Ube Biko (Filipino Sticky Rice Cake)

Ube (purple yam)'s nutty, earthy flavors plays well with coconut-cooked biko, the traditional Filipino sticky rice cake.
Difficulty
Easy
Servings
8-12 servings
Prep Time
05 Mins
Active Time
40 Mins

How old were you when you learned that puto bumbong, despite its purple color, is not ube-flavored? Traditionally, it gets its hue from a purple-colored variety of glutinous rice known as pirurutong. But pirurutong tends to cost more than regular malagkit rice, so many puto bumbong vendors resort to artificial purple coloring (like ube extract) to achieve color—not an ube flavor.

The ube in this biko is no accident, and tastes like your expectations out of puto bumbong before you knew the truth. Cooked sticky rice simmers in coconut milk enriched with ube halaya and ube extract, forming a nutty, sweet, and decidedly ube-flavored rice cake. Top your biko with latik as per usual, or take a puto bumbong-inspired route with shredded coconut and grated cheese. Want to push it further? Try thinly sliced leche flan!
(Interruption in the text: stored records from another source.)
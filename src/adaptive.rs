//! Adaptive row sampling driven by residual row norms.
//!
//! Given seed rows $R_0$ of $A$ the residual $E = A - A Q^H Q$ is formed,
//! where the rows of $Q$ are an orthonormal basis of the row space of $R_0$.
//! Additional rows are drawn without replacement with probability
//! proportional to $\|e_i\|^2$, so rows that are badly represented by the
//! seed rows are preferred.

use crate::pivoted_qr::PivotedQR;
use crate::qr::{LQTraits, LQ};
use crate::sampling::AdaptiveRowSelector;
use crate::types::{Result, RustyCurError};
use log::{debug, warn};
use ndarray::{ArrayView2, Axis};
use ndarray_linalg::Norm;
use num::{Float, ToPrimitive};
use rand::distributions::WeightedIndex;
use rand::prelude::Distribution;
use rand::seq::SliceRandom;
use rand::Rng;

#[derive(Debug, Clone, Copy)]
pub struct ResidualRowSelector {
    /// Relative threshold on the diagonal of the LQ factorization of the
    /// seed rows below which basis directions are dropped.
    pub rank_tol: f64,
}

impl Default for ResidualRowSelector {
    fn default() -> Self {
        Self { rank_tol: 1E-12 }
    }
}

impl ResidualRowSelector {
    pub fn new(rank_tol: f64) -> Self {
        Self { rank_tol }
    }

    /// Squared residual norms of the rows of `mat` after projection onto
    /// the row space of the `seed_rows`.
    pub fn residual_weights<A: PivotedQR>(
        &self,
        mat: ArrayView2<A>,
        seed_rows: &[usize],
    ) -> Result<Vec<f64>> {
        let seed = mat.select(Axis(0), seed_rows);
        let lq = LQ::<A>::compute_from(seed.view())?;
        let basis_rank = lq.numerical_rank(self.rank_tol);

        if basis_rank < seed_rows.len() {
            warn!(
                "Seed rows have numerical rank {} out of {}",
                basis_rank,
                seed_rows.len()
            );
        }

        let basis = lq.compress_lq_rank(basis_rank).q;
        let basis_adjoint = basis.t().map(|item| item.conj());
        let residual = &mat - &mat.dot(&basis_adjoint).dot(&basis);

        let squared_row_norms = |arr: ArrayView2<A>| -> Vec<f64> {
            arr.axis_iter(Axis(0))
                .map(|row| {
                    let norm = row.norm_l2().to_f64().unwrap_or(0.0);
                    norm * norm
                })
                .collect()
        };

        // Residuals at the level of rounding errors carry no information.
        let eps = <A::Real as Float>::epsilon().to_f64().unwrap_or(f64::EPSILON);
        let floor = eps * squared_row_norms(mat).iter().sum::<f64>();

        let mut weights = squared_row_norms(residual.view());
        weights
            .iter_mut()
            .filter(|item| **item <= floor)
            .for_each(|item| *item = 0.0);

        for &row in seed_rows {
            weights[row] = 0.0;
        }

        Ok(weights)
    }
}

impl<A: PivotedQR> AdaptiveRowSelector<A> for ResidualRowSelector {
    fn select_rows<R: Rng + ?Sized>(
        &self,
        mat: ArrayView2<A>,
        seed_rows: &[usize],
        extra: usize,
        rng: &mut R,
    ) -> Result<Vec<usize>> {
        let nrows = mat.nrows();

        if extra > nrows.saturating_sub(seed_rows.len()) {
            return Err(RustyCurError::InvalidConfiguration(format!(
                "Cannot add {} rows to {} seed rows of a matrix with {} rows",
                extra,
                seed_rows.len(),
                nrows
            )));
        }

        let mut rows = seed_rows.to_vec();
        if extra == 0 {
            return Ok(rows);
        }

        let mut weights = self.residual_weights(mat, seed_rows)?;

        for _ in 0..extra {
            let row = match WeightedIndex::new(&weights) {
                Ok(dist) => dist.sample(rng),
                Err(_) => {
                    warn!("Residual is numerically zero, falling back to uniform row sampling");
                    let free: Vec<usize> = (0..nrows).filter(|row| !rows.contains(row)).collect();
                    // `extra` was checked against the number of free rows above.
                    match free.choose(rng) {
                        Some(&row) => row,
                        None => break,
                    }
                }
            };
            weights[row] = 0.0;
            rows.push(row);
        }

        debug!(
            "Adaptive selection added rows {:?} to {} seed rows",
            &rows[seed_rows.len()..],
            seed_rows.len()
        );

        Ok(rows)
    }
}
Why add ube extract when I’m already using ube halaya?

Ube extract acts as a flavor and color booster for ube halaya. Without extract, you’ll get pale-colored biko with a muted ube flavor that’s barely there.
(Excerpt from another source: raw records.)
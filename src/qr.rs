//! Data Structures and traits for QR Decompositions
//!
//! The pivoted QR Decomposition of a matrix $A\in\mathbb{C}^{m\times n}$ is
//! defined as $AP = QR$, where $P$ is a permutation matrix, $Q\in\mathbb{C}^{m\times k}$
//! is a matrix with orthogonal columns, satisfying $Q^HQ = I$, and $R\in\mathbb{C}^{k\times n}$
//! is an upper triangular matrix with diagonal elements $r_{ii}$ satisfying $|r_{11}|\geq |r_{22}|\geq \dots$.
//! Here $k=\min{m, n}$. The matrix $P$ is defined by an index vector `ind` in such a way that if ind\[j\] = k then
//! the jth column of $AP$ is the $k$th column of $A$.
//!
//! The LQ Decomposition is defined as $PA = LQ$ with $L$ a lower triangular matrix. If
//! $A^H\tilde{P}=\tilde{Q}R$ is the QR decomposition as defined above, then $P = \tilde{P}^T$, $L=R^H$, $Q=\tilde{Q}^H$.
//!
//! In a CUR approximation the $Q$ factor of the sampled columns $C$ is the orthonormal basis $Q_c$ of the
//! column space, and the $Q$ factor of the LQ decomposition of the sampled rows $R$ is $Q_r^H$, an
//! orthonormal basis of the row space.

use crate::pivoted_qr::PivotedQR;
use crate::types::{Result, Scalar};
use ndarray::{s, Array1, Array2, ArrayView1, ArrayView2, Axis};
use num::ToPrimitive;

pub struct QR<A: Scalar> {
    /// The Q matrix from the QR Decomposition
    pub q: Array2<A>,
    /// The R matrix from the QR Decomposition
    pub r: Array2<A>,
    /// An index array. If ind\[j\] = k then the
    /// jth column of Q * R is identical to the
    /// kth column of the original matrix A.
    pub ind: Array1<usize>,
}

pub struct LQ<A: Scalar> {
    /// The L matrix from the LQ Decomposition
    pub l: Array2<A>,
    /// The Q matrix from the LQ Decomposition
    pub q: Array2<A>,
    /// An index array. If ind\[j\] = k then the
    /// jth row of L * Q is identical to the
    /// kth row of the original matrix A.
    pub ind: Array1<usize>,
}

/// Number of leading diagonal entries with $|d_i| > tol\cdot |d_0|$.
fn numerical_rank_of_diag<A: Scalar>(diag: ArrayView1<A>, tol: f64) -> usize {
    let first = match diag.first() {
        Some(&first) => first.abs().to_f64().unwrap_or(0.0),
        None => return 0,
    };

    if first == 0.0 {
        return 0;
    }

    diag.iter()
        .take_while(|item| item.abs().to_f64().unwrap_or(0.0) > tol * first)
        .count()
}

pub trait QRTraits {
    type A: Scalar;

    /// Number of rows
    fn nrows(&self) -> usize {
        self.get_q().nrows()
    }

    /// Number of columns
    fn ncols(&self) -> usize {
        self.get_r().ncols()
    }

    /// Rank of the QR Decomposition
    fn rank(&self) -> usize {
        self.get_q().ncols()
    }

    /// Number of diagonal entries of R above `tol` relative to the first one.
    fn numerical_rank(&self, tol: f64) -> usize {
        numerical_rank_of_diag(self.get_r().diag(), tol)
    }

    /// Convert the QR decomposition to a matrix
    fn to_mat(&self) -> Array2<Self::A> {
        let prod = self.get_q().dot(&self.get_r());
        let mut mat = Array2::<Self::A>::zeros(prod.dim());

        for (col, &target) in prod.axis_iter(Axis(1)).zip(self.get_ind().iter()) {
            mat.index_axis_mut(Axis(1), target).assign(&col);
        }

        mat
    }

    /// Compute the QR decomposition from a given array
    fn compute_from(arr: ArrayView2<Self::A>) -> Result<QR<Self::A>>;

    /// Return the Q matrix
    fn get_q(&self) -> ArrayView2<Self::A>;

    /// Return the R matrix
    fn get_r(&self) -> ArrayView2<Self::A>;

    /// Return the index vector
    fn get_ind(&self) -> ArrayView1<usize>;
}

/// Traits for the LQ Decomposition
pub trait LQTraits {
    type A: Scalar;

    /// Number of rows
    fn nrows(&self) -> usize {
        self.get_l().nrows()
    }

    /// Number of columns
    fn ncols(&self) -> usize {
        self.get_q().ncols()
    }

    /// Rank of the LQ decomposition
    fn rank(&self) -> usize {
        self.get_q().nrows()
    }

    /// Number of diagonal entries of L above `tol` relative to the first one.
    fn numerical_rank(&self, tol: f64) -> usize {
        numerical_rank_of_diag(self.get_l().diag(), tol)
    }

    /// Convert the LQ decomposition to a matrix
    fn to_mat(&self) -> Array2<Self::A> {
        let prod = self.get_l().dot(&self.get_q());
        let mut mat = Array2::<Self::A>::zeros(prod.dim());

        for (row, &target) in prod.axis_iter(Axis(0)).zip(self.get_ind().iter()) {
            mat.index_axis_mut(Axis(0), target).assign(&row);
        }

        mat
    }

    /// Compress by giving a target rank
    fn compress_lq_rank(&self, mut max_rank: usize) -> LQ<Self::A> {
        let (l, q, ind) = (self.get_l(), self.get_q(), self.get_ind());

        if max_rank > q.nrows() {
            max_rank = q.nrows()
        }

        LQ {
            l: l.slice(s![.., 0..max_rank]).into_owned(),
            q: q.slice(s![0..max_rank, ..]).into_owned(),
            ind: ind.into_owned(),
        }
    }

    /// Compute the LQ decomposition from a given array
    fn compute_from(arr: ArrayView2<Self::A>) -> Result<LQ<Self::A>>;

    /// Return the Q matrix
    fn get_q(&self) -> ArrayView2<Self::A>;

    /// Return the L matrix
    fn get_l(&self) -> ArrayView2<Self::A>;

    /// Return the index vector
    fn get_ind(&self) -> ArrayView1<usize>;
}

impl<A: PivotedQR> QRTraits for QR<A> {
    type A = A;

    fn compute_from(arr: ArrayView2<A>) -> Result<QR<A>> {
        A::pivoted_qr(arr)
    }

    fn get_q(&self) -> ArrayView2<A> {
        self.q.view()
    }

    fn get_r(&self) -> ArrayView2<A> {
        self.r.view()
    }

    fn get_ind(&self) -> ArrayView1<usize> {
        self.ind.view()
    }
}

impl<A: PivotedQR> LQTraits for LQ<A> {
    type A = A;

    fn compute_from(arr: ArrayView2<A>) -> Result<LQ<A>> {
        let arr_trans = arr.t().map(|val| val.conj());
        let qr = QR::<A>::compute_from(arr_trans.view())?;

        Ok(LQ {
            l: qr.r.t().map(|item| item.conj()),
            q: qr.q.t().map(|item| item.conj()),
            ind: qr.ind,
        })
    }

    fn get_q(&self) -> ArrayView2<A> {
        self.q.view()
    }

    fn get_l(&self) -> ArrayView2<A> {
        self.l.view()
    }

    fn get_ind(&self) -> ArrayView1<usize> {
        self.ind.view()
    }
}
Here’s why: Ube halaya, or sweetened ube jam, is already cooked and mixed with sugar (and sometimes milk), which mellows its flavor. It’s good on its own, but not so much as an ingredient. Ube halaya doesn’t pack enough ube flavor and color to impart into cooking or baking.
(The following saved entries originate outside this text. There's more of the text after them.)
//! Configuration of a CUR sampling experiment.

use crate::metrics::MetricFlags;
use crate::types::{Result, RustyCurError};
use serde::{Deserialize, Serialize};

/// Parameters of a CUR experiment.
///
/// The matrix itself is supplied separately to
/// [`CurExperiment::run`](crate::experiment::CurExperiment::run) so that one
/// configuration can be reused for several inputs.
#[derive(Clone, Debug, PartialEq, Eq, Serialize, Deserialize)]
pub struct CurConfig {
    /// Target rank k of the truncated reconstruction.
    #[serde(alias = "k")]
    pub rank: usize,
    /// Number c of sampled columns.
    #[serde(alias = "c")]
    pub num_cols: usize,
    /// Number r of sampled rows. Equals `num_cols` unless `adaptive` is set.
    #[serde(alias = "r")]
    pub num_rows: usize,
    /// Number q of independent trials.
    #[serde(alias = "q")]
    pub num_trials: usize,
    /// Enlarge the uniformly sampled rows with the adaptive row selector.
    #[serde(default)]
    pub adaptive: bool,
    /// Metrics evaluated in every trial. None are enabled by default.
    #[serde(default)]
    pub metrics: MetricFlags,
    /// Base seed of the per-trial random streams. A fresh seed is drawn if absent.
    #[serde(default)]
    pub seed: Option<u64>,
}

impl CurConfig {
    pub fn new(rank: usize, num_cols: usize, num_rows: usize, num_trials: usize) -> Self {
        Self {
            rank,
            num_cols,
            num_rows,
            num_trials,
            adaptive: false,
            metrics: MetricFlags::default(),
            seed: None,
        }
    }

    pub fn with_adaptive(mut self, adaptive: bool) -> Self {
        self.adaptive = adaptive;
        self
    }

    pub fn with_metrics(mut self, metrics: MetricFlags) -> Self {
        self.metrics = metrics;
        self
    }

    pub fn with_seed(mut self, seed: u64) -> Self {
        self.seed = Some(seed);
        self
    }

    /// Number of rows the adaptive selector has to add to the initial sample.
    pub fn extra_rows(&self) -> usize {
        if self.adaptive {
            self.num_rows.saturating_sub(self.num_cols)
        } else {
            0
        }
    }

    /// Check the configuration against the shape `(m, n)` of the input matrix.
    ///
    /// A target rank above `min(c, r)` is accepted here; it is reported as a
    /// [`RustyCurError::RankError`] by the reconstruction.
    pub fn validate(&self, shape: (usize, usize)) -> Result<()> {
        let (m, n) = shape;

        let invalid = |msg: String| Err(RustyCurError::InvalidConfiguration(msg));

        if m == 0 || n == 0 {
            return invalid(format!("Matrix of shape {}x{} is empty", m, n));
        }
        if self.num_trials == 0 {
            return invalid("At least one trial is required".to_string());
        }
        if self.rank == 0 || self.rank > m.min(n) {
            return invalid(format!(
                "Target rank {} must lie in [1, {}]",
                self.rank,
                m.min(n)
            ));
        }
        if self.num_cols == 0 || self.num_cols > n {
            return invalid(format!(
                "Number of sampled columns {} must lie in [1, {}]",
                self.num_cols, n
            ));
        }
        if self.num_cols > m {
            return invalid(format!(
                "Number of sampled columns {} exceeds the {} rows available for the initial row sample",
                self.num_cols, m
            ));
        }

        if self.adaptive {
            if self.num_rows < self.num_cols || self.num_rows > m {
                return invalid(format!(
                    "Adaptive sampling needs {} <= r <= {}, got r = {}",
                    self.num_cols, m, self.num_rows
                ));
            }
        } else if self.num_rows != self.num_cols {
            return invalid(format!(
                "Uniform sampling needs r = c, got r = {} and c = {}",
                self.num_rows, self.num_cols
            ));
        }

        Ok(())
    }
}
Enter ube extract, which makes up for everything ube halaya lacks. It’s extremely concentrated and intense. With just a small spoonful, you get a bold ube taste and vibrant purple color that might otherwise get lost during cooking or baking. Together with ube halaya, the combination adds that one-two punch of ube you can see and taste.

Ingredients

  • 4 cups malagkit (glutinous) rice, rinsed and drained
  • 3 ½ cups water
  • 1 bundle pandan leaves, tied in a knot
  • 800ml coconut milk
  • ½–1 cup brown sugar (to taste)
  • ⅔ cup ube halaya
  • 1 ½ tbsp ube extract
  • ¼ tsp salt

For Serving

  • latik (toasted coconut curds)
  • grated coconut
  • grated processed cheese
1

Cook rice: Combine malagkit rice, water, and pandan leaves in a rice cooker or a large pot over low heat. Cook until grains are soft, about 20–25 minutes.

2

Make ube-coconut mixture: Combine coconut milk, brown sugar, ube halaya, ube extract, and salt in a large wok or wide, deep-sided skillet over medium heat. Stir or whisk until sugar and ube halaya are dissolved into the mixture.

3

Add cooked rice: Once ube-coconut mixture starts to boil, reduce heat to medium-low to maintain a simmer. Add cooked glutinous rice to ube-coconut mixture using a sturdy rubber spatula. Stir and fold the rice constantly until it fully absorbs the ube-coconut mixture. Once everything comes together into one mass, it’s ready to serve.

4

Serve: Slide ube biko into a bilao or large serving dish lined with banana leaves. Use a rubber spatula (not a knife, which the biko just sticks to) to score the biko into slices. Garnish with latik, grated coconut, and grated processed cheese.